##### The data
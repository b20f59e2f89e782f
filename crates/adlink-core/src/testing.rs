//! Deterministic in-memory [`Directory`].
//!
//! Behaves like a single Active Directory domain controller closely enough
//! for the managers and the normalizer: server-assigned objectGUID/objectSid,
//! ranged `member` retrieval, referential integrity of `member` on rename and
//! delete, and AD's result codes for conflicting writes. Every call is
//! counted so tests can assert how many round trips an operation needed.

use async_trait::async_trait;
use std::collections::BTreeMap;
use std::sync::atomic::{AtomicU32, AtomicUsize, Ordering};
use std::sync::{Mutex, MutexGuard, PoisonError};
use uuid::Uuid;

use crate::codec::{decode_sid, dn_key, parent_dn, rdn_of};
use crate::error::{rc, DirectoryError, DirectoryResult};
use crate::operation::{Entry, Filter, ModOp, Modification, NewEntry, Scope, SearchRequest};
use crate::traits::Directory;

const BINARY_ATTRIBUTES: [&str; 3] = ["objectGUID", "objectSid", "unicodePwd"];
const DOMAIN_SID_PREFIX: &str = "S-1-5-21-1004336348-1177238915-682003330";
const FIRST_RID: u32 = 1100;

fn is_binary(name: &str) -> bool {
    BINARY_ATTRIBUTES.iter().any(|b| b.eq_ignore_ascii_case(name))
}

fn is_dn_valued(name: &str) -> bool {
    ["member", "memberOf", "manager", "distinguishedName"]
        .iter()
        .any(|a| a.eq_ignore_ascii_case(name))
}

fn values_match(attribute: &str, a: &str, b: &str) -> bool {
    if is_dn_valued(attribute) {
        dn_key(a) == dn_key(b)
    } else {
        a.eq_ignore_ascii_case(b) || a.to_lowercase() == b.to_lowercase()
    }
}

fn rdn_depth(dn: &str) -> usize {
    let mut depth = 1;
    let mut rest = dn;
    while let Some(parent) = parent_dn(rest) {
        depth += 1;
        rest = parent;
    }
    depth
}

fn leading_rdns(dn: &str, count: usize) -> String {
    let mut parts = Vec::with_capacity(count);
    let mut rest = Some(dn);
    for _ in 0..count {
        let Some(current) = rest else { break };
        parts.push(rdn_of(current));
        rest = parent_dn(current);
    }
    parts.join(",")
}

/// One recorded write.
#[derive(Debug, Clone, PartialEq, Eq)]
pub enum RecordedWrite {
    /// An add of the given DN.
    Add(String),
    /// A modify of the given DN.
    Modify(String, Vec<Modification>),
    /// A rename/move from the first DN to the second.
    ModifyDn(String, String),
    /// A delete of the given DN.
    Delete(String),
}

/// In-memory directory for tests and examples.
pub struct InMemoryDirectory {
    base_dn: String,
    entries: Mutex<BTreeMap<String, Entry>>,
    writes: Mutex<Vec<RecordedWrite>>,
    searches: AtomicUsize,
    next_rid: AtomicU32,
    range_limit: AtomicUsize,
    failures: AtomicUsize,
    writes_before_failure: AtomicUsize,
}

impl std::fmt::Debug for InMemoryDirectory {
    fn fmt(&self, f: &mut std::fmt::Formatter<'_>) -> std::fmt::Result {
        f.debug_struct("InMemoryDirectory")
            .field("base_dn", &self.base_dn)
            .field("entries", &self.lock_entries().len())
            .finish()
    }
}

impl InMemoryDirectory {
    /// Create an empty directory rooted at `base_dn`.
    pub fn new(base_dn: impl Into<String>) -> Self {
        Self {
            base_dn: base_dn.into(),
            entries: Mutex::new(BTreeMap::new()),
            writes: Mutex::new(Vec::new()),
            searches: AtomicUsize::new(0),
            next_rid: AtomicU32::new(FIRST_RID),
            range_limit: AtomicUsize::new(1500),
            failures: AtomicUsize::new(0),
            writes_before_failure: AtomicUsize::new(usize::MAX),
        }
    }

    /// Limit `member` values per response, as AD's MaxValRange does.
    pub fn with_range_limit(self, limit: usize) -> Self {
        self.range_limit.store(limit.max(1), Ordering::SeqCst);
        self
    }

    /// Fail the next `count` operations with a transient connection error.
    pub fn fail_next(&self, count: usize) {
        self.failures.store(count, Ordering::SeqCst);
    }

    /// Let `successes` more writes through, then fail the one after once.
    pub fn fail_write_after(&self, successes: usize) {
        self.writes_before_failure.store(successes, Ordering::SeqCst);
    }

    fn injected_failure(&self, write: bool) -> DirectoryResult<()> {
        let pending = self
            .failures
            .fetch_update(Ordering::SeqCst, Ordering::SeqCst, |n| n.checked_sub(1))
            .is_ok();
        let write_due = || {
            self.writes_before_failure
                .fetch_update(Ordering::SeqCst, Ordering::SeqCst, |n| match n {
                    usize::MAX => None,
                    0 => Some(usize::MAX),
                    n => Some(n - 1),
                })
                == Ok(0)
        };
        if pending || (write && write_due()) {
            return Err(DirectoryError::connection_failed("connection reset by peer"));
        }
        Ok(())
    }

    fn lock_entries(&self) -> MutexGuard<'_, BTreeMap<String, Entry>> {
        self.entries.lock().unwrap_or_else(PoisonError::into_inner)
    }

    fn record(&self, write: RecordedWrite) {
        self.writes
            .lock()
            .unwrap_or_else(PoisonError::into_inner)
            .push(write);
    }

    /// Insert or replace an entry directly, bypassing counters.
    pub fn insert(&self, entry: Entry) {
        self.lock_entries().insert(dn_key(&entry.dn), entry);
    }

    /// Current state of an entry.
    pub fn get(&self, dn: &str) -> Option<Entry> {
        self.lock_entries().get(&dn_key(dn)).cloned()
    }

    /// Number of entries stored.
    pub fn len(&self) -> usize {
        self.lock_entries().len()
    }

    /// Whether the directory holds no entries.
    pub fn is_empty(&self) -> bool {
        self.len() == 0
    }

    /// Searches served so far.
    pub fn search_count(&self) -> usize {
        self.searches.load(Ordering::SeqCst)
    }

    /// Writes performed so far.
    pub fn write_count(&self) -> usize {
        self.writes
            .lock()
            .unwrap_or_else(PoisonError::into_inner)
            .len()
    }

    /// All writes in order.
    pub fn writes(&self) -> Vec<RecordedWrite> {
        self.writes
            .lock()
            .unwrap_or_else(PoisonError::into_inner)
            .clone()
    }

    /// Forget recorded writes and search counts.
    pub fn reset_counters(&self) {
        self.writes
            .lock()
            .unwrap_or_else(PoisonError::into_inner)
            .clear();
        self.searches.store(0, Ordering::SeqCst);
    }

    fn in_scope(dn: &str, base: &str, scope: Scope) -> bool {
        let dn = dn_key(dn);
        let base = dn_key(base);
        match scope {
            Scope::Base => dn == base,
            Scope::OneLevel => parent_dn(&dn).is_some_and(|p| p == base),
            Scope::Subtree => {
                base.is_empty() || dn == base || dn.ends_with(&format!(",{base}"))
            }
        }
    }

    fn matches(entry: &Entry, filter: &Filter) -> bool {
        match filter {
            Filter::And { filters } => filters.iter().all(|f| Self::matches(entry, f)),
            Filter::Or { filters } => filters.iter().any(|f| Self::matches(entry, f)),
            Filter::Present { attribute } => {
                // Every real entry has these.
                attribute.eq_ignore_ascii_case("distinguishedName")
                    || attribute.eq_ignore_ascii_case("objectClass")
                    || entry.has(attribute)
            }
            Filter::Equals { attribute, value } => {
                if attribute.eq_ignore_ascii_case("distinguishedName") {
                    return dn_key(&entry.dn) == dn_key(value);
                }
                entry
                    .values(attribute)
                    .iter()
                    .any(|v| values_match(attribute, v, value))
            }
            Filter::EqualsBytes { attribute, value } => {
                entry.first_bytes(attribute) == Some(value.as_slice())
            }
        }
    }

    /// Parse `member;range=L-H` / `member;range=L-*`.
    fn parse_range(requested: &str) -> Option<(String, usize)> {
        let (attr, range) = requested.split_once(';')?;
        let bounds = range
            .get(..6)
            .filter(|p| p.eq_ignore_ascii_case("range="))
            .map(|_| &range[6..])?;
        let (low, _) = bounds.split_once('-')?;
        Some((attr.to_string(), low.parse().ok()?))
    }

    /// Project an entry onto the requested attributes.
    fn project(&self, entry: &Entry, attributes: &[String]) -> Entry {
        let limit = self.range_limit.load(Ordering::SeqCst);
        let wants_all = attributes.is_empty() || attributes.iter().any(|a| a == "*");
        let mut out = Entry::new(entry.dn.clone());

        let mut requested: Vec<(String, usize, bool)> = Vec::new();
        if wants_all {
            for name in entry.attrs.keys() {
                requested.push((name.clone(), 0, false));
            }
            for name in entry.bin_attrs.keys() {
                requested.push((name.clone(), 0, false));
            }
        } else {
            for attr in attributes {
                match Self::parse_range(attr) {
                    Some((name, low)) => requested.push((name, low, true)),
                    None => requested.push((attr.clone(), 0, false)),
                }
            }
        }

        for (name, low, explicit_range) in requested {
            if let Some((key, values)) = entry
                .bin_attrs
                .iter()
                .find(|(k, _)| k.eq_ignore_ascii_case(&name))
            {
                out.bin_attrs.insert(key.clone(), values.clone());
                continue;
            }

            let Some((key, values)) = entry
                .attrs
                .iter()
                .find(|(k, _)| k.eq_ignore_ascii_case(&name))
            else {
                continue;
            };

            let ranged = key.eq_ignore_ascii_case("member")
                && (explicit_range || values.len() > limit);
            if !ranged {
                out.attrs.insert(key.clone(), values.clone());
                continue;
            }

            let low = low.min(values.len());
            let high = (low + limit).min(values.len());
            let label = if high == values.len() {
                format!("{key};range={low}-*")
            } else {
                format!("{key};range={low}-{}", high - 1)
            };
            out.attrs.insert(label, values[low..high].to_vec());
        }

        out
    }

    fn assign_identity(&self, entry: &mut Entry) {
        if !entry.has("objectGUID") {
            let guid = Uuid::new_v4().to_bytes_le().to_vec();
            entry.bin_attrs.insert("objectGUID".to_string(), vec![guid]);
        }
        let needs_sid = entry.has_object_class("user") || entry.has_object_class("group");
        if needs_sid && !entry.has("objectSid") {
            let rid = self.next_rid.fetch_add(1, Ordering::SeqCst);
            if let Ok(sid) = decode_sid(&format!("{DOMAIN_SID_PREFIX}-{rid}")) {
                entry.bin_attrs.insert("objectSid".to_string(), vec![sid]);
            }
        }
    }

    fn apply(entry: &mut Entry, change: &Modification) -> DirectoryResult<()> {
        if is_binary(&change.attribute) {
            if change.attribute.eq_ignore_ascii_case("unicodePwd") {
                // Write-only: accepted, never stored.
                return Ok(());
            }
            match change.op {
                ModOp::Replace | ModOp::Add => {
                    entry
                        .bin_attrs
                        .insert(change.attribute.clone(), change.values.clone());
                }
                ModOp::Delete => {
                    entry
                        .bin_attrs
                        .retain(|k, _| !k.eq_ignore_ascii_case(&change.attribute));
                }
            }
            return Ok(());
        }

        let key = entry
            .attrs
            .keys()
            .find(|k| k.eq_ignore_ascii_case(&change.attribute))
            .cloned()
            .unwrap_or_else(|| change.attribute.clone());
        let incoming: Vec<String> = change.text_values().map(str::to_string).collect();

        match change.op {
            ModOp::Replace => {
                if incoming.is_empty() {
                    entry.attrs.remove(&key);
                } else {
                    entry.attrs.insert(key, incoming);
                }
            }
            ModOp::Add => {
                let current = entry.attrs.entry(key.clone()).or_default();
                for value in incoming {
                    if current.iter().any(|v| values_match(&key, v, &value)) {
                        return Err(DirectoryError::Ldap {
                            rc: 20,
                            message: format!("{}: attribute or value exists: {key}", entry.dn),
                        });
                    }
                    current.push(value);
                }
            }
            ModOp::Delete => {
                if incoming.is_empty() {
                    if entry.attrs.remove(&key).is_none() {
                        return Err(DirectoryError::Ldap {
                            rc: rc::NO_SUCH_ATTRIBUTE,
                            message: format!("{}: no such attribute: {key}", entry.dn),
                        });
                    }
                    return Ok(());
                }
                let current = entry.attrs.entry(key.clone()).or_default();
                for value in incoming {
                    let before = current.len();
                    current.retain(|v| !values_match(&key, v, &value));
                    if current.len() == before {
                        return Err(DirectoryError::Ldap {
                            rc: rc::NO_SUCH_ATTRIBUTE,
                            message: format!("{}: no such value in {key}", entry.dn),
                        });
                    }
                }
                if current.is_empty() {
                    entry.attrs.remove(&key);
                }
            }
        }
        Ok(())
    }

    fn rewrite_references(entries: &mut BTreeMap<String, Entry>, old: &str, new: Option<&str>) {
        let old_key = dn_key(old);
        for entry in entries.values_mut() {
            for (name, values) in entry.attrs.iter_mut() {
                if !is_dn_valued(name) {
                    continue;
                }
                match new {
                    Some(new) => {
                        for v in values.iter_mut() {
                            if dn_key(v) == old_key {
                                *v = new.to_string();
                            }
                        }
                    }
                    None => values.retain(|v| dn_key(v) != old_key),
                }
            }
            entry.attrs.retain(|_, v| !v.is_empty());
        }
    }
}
##########
##### The data
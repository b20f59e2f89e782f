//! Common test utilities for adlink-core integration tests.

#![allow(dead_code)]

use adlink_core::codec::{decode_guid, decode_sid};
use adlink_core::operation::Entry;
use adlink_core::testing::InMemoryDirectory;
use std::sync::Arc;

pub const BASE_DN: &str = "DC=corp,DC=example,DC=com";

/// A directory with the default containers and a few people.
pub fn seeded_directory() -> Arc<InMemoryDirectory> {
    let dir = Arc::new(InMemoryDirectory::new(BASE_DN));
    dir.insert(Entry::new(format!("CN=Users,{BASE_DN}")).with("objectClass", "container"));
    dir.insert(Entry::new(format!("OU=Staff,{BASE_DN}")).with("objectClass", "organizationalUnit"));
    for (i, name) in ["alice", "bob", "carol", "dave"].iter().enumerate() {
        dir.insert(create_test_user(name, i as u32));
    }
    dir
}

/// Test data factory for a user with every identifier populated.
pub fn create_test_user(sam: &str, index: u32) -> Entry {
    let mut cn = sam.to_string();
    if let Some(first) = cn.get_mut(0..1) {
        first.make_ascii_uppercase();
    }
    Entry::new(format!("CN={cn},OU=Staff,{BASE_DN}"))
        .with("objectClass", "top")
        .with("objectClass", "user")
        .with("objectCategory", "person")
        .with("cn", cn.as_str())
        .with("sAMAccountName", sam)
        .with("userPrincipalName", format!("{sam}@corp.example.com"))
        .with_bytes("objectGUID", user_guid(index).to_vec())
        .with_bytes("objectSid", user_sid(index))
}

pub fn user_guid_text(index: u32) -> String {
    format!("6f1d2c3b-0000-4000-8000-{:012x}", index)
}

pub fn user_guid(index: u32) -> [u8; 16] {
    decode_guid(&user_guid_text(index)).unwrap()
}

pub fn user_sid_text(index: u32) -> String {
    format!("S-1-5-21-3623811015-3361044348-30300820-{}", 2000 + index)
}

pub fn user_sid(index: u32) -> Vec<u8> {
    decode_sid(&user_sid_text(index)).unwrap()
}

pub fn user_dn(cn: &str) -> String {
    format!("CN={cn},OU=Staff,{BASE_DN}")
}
##########
##### The data
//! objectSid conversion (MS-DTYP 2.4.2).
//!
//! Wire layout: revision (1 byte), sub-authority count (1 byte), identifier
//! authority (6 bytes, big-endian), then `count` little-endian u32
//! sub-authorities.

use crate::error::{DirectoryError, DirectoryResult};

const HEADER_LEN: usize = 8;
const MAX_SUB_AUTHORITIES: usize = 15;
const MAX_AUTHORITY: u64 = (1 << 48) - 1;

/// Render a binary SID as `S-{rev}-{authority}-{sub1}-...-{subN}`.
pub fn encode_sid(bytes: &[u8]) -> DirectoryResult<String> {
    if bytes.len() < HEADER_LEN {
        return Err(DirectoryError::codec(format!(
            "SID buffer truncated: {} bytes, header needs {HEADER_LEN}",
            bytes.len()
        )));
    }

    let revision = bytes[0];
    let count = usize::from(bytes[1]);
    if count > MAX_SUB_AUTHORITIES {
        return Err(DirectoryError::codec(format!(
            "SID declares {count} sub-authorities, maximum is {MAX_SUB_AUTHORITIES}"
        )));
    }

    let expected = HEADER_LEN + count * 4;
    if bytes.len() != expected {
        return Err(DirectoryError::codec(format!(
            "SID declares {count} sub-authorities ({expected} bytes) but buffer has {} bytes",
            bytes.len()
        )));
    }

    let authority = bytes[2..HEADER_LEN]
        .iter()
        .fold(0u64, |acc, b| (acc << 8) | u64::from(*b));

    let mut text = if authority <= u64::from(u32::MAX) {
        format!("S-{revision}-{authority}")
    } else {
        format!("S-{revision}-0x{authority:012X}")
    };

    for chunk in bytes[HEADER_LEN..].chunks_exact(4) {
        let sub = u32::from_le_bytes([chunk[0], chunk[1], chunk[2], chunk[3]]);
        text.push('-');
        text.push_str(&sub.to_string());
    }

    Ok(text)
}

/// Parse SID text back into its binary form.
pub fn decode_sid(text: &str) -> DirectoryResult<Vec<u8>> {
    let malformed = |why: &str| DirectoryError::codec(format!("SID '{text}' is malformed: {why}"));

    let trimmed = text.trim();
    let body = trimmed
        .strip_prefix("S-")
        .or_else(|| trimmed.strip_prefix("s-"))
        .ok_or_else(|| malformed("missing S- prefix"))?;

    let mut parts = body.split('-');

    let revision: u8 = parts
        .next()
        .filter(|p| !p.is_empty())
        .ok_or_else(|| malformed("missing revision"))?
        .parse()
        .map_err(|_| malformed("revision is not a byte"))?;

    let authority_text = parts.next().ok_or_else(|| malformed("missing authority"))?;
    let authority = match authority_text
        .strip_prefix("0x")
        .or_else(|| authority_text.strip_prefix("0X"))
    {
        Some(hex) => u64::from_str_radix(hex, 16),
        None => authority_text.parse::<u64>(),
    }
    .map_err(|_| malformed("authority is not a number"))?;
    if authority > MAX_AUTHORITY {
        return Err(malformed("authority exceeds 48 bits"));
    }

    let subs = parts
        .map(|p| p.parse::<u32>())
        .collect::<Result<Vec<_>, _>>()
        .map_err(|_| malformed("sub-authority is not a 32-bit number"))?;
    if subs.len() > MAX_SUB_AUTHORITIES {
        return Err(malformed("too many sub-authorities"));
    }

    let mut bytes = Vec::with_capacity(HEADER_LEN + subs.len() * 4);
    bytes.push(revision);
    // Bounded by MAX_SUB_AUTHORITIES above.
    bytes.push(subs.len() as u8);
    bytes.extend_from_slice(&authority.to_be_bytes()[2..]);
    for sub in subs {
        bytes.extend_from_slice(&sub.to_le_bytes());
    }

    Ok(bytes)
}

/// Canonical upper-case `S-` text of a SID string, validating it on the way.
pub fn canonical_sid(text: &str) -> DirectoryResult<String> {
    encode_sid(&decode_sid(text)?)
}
##########
What the task requires: Look through the records for the string "then". Copy every line that has it.

Answer to this exercise:
    /// Let `successes` more writes through, then fail the one after once.
//! authority (6 bytes, big-endian), then `count` little-endian u32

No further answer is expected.